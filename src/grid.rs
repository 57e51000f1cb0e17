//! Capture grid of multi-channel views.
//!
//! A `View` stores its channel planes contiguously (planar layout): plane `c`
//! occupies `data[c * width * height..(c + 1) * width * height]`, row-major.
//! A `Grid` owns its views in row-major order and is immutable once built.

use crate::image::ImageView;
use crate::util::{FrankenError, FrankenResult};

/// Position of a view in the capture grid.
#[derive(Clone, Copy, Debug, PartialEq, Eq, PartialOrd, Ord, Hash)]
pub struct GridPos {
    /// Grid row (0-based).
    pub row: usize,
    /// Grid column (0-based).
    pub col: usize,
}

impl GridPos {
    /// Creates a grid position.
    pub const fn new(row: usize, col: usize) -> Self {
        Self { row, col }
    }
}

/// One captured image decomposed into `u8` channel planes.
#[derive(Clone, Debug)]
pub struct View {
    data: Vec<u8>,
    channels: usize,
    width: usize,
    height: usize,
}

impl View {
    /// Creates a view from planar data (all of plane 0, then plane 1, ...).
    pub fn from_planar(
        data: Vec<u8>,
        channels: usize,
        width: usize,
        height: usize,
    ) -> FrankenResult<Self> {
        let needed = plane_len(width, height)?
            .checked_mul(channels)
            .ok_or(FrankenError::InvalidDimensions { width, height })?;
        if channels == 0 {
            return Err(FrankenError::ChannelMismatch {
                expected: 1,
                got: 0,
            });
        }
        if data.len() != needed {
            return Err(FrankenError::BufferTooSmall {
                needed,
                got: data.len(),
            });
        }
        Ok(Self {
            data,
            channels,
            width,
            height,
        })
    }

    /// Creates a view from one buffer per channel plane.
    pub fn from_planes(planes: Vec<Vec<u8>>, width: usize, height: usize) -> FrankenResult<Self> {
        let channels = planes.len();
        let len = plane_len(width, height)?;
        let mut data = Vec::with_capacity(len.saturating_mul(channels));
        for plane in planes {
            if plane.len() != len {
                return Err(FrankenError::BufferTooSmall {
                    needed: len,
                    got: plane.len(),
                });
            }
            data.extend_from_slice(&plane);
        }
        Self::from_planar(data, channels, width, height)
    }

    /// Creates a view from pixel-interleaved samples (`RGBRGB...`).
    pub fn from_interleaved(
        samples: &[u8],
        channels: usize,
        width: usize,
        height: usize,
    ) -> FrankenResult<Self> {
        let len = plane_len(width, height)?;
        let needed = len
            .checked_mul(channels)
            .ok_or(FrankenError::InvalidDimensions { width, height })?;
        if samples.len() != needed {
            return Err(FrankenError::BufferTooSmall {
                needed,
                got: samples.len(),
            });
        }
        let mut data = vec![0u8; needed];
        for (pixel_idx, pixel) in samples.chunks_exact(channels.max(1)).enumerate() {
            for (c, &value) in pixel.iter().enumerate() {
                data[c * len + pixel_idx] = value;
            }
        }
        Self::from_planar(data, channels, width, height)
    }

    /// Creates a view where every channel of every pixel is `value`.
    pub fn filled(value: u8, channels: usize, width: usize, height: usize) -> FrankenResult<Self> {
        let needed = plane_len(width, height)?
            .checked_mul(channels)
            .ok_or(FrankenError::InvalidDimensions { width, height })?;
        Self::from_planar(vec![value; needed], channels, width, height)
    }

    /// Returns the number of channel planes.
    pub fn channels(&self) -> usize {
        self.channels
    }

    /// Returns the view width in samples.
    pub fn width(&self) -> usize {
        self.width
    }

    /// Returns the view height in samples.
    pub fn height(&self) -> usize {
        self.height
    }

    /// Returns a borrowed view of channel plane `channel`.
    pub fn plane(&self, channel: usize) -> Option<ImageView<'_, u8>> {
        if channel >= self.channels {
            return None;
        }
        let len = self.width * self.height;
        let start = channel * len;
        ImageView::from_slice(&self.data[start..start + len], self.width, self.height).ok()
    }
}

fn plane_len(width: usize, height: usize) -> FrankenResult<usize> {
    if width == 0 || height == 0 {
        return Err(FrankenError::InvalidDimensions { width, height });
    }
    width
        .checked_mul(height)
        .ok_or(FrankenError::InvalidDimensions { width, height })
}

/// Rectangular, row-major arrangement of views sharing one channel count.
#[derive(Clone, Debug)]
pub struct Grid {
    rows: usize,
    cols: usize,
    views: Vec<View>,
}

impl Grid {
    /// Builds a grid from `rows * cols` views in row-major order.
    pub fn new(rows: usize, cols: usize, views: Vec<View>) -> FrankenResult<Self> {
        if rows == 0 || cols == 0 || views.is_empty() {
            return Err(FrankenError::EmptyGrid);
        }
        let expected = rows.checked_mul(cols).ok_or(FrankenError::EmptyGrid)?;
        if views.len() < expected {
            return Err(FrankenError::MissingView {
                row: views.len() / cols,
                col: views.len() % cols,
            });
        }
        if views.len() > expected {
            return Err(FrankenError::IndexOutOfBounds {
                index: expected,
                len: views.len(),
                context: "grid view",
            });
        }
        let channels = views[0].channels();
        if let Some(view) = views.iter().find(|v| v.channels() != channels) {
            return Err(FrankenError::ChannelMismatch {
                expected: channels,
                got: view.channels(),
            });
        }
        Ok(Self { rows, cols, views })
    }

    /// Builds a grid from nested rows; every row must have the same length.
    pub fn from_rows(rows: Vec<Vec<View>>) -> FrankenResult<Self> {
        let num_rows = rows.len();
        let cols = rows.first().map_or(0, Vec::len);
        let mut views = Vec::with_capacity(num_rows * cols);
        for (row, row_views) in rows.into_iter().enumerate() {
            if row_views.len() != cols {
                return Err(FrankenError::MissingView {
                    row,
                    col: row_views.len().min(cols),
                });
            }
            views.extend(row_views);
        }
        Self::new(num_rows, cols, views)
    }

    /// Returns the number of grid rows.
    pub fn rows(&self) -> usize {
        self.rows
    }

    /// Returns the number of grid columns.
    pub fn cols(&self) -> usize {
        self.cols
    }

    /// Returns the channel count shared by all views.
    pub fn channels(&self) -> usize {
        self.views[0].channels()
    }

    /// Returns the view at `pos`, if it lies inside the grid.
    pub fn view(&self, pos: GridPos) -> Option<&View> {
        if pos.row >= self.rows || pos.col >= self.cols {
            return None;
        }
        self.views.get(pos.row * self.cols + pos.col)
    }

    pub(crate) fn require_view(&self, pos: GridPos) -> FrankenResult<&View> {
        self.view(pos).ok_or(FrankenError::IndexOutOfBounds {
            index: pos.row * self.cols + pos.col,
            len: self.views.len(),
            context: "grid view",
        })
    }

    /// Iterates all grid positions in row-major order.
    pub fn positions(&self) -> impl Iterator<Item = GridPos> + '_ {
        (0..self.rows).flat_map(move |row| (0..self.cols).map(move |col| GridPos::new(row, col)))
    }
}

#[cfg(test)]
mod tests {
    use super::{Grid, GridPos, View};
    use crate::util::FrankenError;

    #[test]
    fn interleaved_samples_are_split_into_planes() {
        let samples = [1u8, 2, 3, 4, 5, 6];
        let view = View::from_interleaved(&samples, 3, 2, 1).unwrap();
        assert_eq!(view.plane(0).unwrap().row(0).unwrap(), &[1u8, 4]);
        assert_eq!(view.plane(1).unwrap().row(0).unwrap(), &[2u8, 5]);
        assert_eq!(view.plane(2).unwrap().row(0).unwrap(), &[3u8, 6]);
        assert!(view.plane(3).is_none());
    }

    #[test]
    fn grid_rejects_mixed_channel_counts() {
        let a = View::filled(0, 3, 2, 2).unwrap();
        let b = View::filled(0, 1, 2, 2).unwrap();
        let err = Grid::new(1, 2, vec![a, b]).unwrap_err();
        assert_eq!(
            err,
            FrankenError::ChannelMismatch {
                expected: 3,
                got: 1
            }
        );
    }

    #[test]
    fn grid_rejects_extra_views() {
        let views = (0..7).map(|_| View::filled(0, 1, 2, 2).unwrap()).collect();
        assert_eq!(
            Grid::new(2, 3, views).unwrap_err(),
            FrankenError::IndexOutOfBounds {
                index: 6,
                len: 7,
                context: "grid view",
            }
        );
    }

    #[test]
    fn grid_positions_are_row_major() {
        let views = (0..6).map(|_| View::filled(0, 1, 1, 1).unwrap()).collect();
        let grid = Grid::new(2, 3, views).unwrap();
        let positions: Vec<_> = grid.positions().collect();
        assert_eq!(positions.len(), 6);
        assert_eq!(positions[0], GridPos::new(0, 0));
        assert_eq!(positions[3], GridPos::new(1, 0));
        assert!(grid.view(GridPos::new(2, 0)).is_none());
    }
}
*-*-*
From the entries above, extract each line containing "expected".

RESULT OF THE TASK
                expected: 1,
        let expected = rows.checked_mul(cols).ok_or(FrankenError::EmptyGrid)?;
        if views.len() < expected {
        if views.len() > expected {
                index: expected,
                expected: channels,
                expected: 3,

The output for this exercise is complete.